Re: The non-polyglot elephant in the room

Regarding EPUB: one issue not mentioned in the thread that was a primary
consideration in EPUB 3.0 requiring the XML serialization for HTML (XHTML)
was backwards compatibility with the widely adopted previous version of
EPUB that was based on XHTML1.1. Allowing "tag soup" HTML would have
eliminated the possibility to create EPUB 3 files that can "fall back" i.e.
be gracefully handled (minus new capabilities of course) on EPUB 2 Reading
Systems.  Whether it was a good idea to base EPUB on XHTML 1.1 back in the
Dark Ages of Year 2000 is kind of a moot point since so much has changed
since then including the HTML roadmap which at that time was quite
XHTML-centtric.

I will also agree with the statements that EPUB content creation is not
best accomplished by raw human authoring of source markup but rather with
some assistance from tooling. Most publications/documents are created with
authoring tools and other prevalent formats range from rather baroque
(.docx) to downright opaque (.pdf). It was a design goal for EPUB to be as
simple as possible, but interoperability of tool-based workflows definitely
trumped hand-coding-friendliness.
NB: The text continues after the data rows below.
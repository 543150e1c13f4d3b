//! Worker pool: one independent task per entity.
//!
//! The full workload is known before execution starts, so tasks are simply
//! fanned out over a fixed-size pool; there is no ordering guarantee, no
//! backpressure, and no task-to-task communication. Tasks share only the
//! frozen index and the writer. A run is reported complete only after
//! every task has finished or failed.

use std::hash::{DefaultHasher, Hash, Hasher};
use std::panic::{self, AssertUnwindSafe};
use std::sync::atomic::{AtomicUsize, Ordering};

use rand::SeedableRng;
use rand::rngs::StdRng;
use rayon::prelude::*;
use serde::{Deserialize, Serialize};

use crate::error::DispatchError;
use crate::graph::index::GraphIndex;
use crate::graph::uri::shorten_uri;
use crate::select::EntitySet;
use crate::walks::sampler::{self, EdgeScorer, InverseFrequencyScorer};
use crate::walks::writer::WalkWriter;
use crate::walks::{WalkConfig, WalkMode};

/// Outcome of a dispatch run.
#[derive(Debug, Clone, Copy, Default, PartialEq, Eq, Serialize, Deserialize)]
pub struct WalkStats {
    /// Entities enqueued (one task each).
    pub entities: usize,
    /// Walks written to the sink.
    pub walks: usize,
    /// Tasks that panicked or failed to write.
    pub failed: usize,
}

/// Run one sampling task per entity on a fixed-size pool, forwarding each
/// batch to `writer`. Weighted mode uses the [`InverseFrequencyScorer`].
///
/// A task failure is logged and counted; sibling tasks are unaffected.
pub fn generate_walks(
    index: &GraphIndex,
    entities: &EntitySet,
    mode: WalkMode,
    config: &WalkConfig,
    writer: &WalkWriter,
) -> Result<WalkStats, DispatchError> {
    generate_walks_scored(index, entities, mode, config, &InverseFrequencyScorer, writer)
}

/// Like [`generate_walks`], with a caller-supplied edge scorer for the
/// weighted mode. The scorer is ignored by the unweighted modes.
pub fn generate_walks_scored(
    index: &GraphIndex,
    entities: &EntitySet,
    mode: WalkMode,
    config: &WalkConfig,
    scorer: &dyn EdgeScorer,
    writer: &WalkWriter,
) -> Result<WalkStats, DispatchError> {
    let threads = config.effective_threads();
    let pool = rayon::ThreadPoolBuilder::new()
        .num_threads(threads)
        .build()
        .map_err(|err| DispatchError::ThreadPool {
            message: err.to_string(),
        })?;

    tracing::info!(
        threads,
        entities = entities.len(),
        %mode,
        depth = config.depth,
        walks_per_entity = config.walks_per_entity,
        "starting walk generation"
    );

    let walks_written = AtomicUsize::new(0);
    let failed = AtomicUsize::new(0);
    let targets: Vec<&str> = entities.iter().collect();

    pool.install(|| {
        targets.par_iter().for_each(|&entity| {
            let outcome = panic::catch_unwind(AssertUnwindSafe(|| {
                let seed = shorten_uri(entity);
                let mut rng = task_rng(config.seed, entity);
                match mode {
                    WalkMode::RandomWalks => sampler::random_walks(
                        index,
                        &seed,
                        config.depth,
                        config.walks_per_entity,
                        &mut rng,
                    ),
                    WalkMode::RandomWalksDuplicateFree => sampler::duplicate_free_walks(
                        index,
                        &seed,
                        config.depth,
                        config.walks_per_entity,
                        &mut rng,
                    ),
                    WalkMode::MidWalks => sampler::mid_walks(
                        index,
                        &seed,
                        config.depth,
                        config.walks_per_entity,
                        &mut rng,
                    ),
                    WalkMode::MidWalksWeighted => sampler::weighted_mid_walks(
                        index,
                        &seed,
                        config.depth,
                        config.walks_per_entity,
                        scorer,
                        &mut rng,
                    ),
                }
            }));

            match outcome {
                Ok(walks) => match writer.write_batch(&walks) {
                    Ok(()) => {
                        walks_written.fetch_add(walks.len(), Ordering::Relaxed);
                    }
                    Err(err) => {
                        tracing::error!(entity, %err, "failed to write walk batch");
                        failed.fetch_add(1, Ordering::Relaxed);
                    }
                },
                Err(_) => {
                    tracing::error!(entity, "walk task panicked, skipping entity");
                    failed.fetch_add(1, Ordering::Relaxed);
                }
            }
        });
    });

    let stats = WalkStats {
        entities: targets.len(),
        walks: walks_written.into_inner(),
        failed: failed.into_inner(),
    };
    tracing::info!(
        entities = stats.entities,
        walks = stats.walks,
        failed = stats.failed,
        "walk generation finished"
    );
    Ok(stats)
}

/// A task-confined random source.
///
/// With a configured base seed the stream depends only on (seed, entity),
/// so runs are reproducible regardless of thread scheduling; without one,
/// each task seeds from entropy.
fn task_rng(seed: Option<u64>, entity: &str) -> StdRng {
    match seed {
        Some(base) => {
            let mut hasher = DefaultHasher::new();
            entity.hash(&mut hasher);
            StdRng::seed_from_u64(base ^ hasher.finish())
        }
        None => StdRng::from_entropy(),
    }
}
Certain bits of EPUB 3 markup (e.g.
canonical fragment identifiers) are clearly not intended for humans to
author.

But there is no fundamental requirement that EPUB version x+1 content be
compatible with reading systems for EPUB version x, and if W3C continues to
move farther away from XML-based encodings that should IMO be taken into
consideration in the development of future versions of EPUB. It is a goal
of IDPF to increase the alignment of EPUB with other W3C specifications & I
see EPUB as simply the publication (portable document) packaging of the
Open Web Platform. And it's true that supporting "tag soup" HTML in EPUB
would have some benefits especially when the same content is used by both
websites and publications.

That said I do think there are benefits to EPUB having only one
serialization for content, which is well formed and validatable: the
algorithm for "tag soup" conversion may now be well defined in HTML5 but
are not necessarily going to be valid against any schema.  And using a
serialization (XML) that's widely supported with tools built in to
essentially every  SW development environment and runtime platform in
existence makes things simpler for those developing tools and conversion
workflows. I'm not aware of every implementation of HTML to XHTML
conversion but the C-based XHTML2XHTML library contains dozens of modules
comprising over 600KB  of source code. That's a pretty hefty add-on to any
workflow, and it's not clear whether there exist versions of this
conversion for every development environment nor what is their level of
quality and robustnesss. Whereas XML parsing comes for free on every
platform.

And, EPUB publications - like websites - are not solely made up of HTML
content. SVG and MathML are first-class citizens as well for example, and
AFAIK they are defined as XML-based markup languages, lacking an algorithm
like HTML5 for processing "tag soup" variants. Is W3C is going to move away
from XML altogether and define "tag soup" parsing for every specificaiton
that's part of the Open Web Platform?  If not then it seems that HTML more
than EPUB could be considered the special case, and that being due to
HTML's own backwards-compatibility reality. I'm not suggesting we go back
to the days when we tried to ignore this reality and pursued the quixotic
goal of pushing everything to XHTML. But EPUB is about structured, packaged
content -  data that's generated, consumed and manipulated by a variety of
tools, not only rendered in a browser, and doesn't have the same backwards
compatibility issues as web pages but in fact the opposite due to EPUB's
XML beginnings. So I'm not sure I personally see a strong reason that this
should change. But again I think this ultimately will likely depend more on
what W3C does around XML in general, rather than anything else.

--Bill

Received on Thursday, 24 January 2013 22:21:06 UTC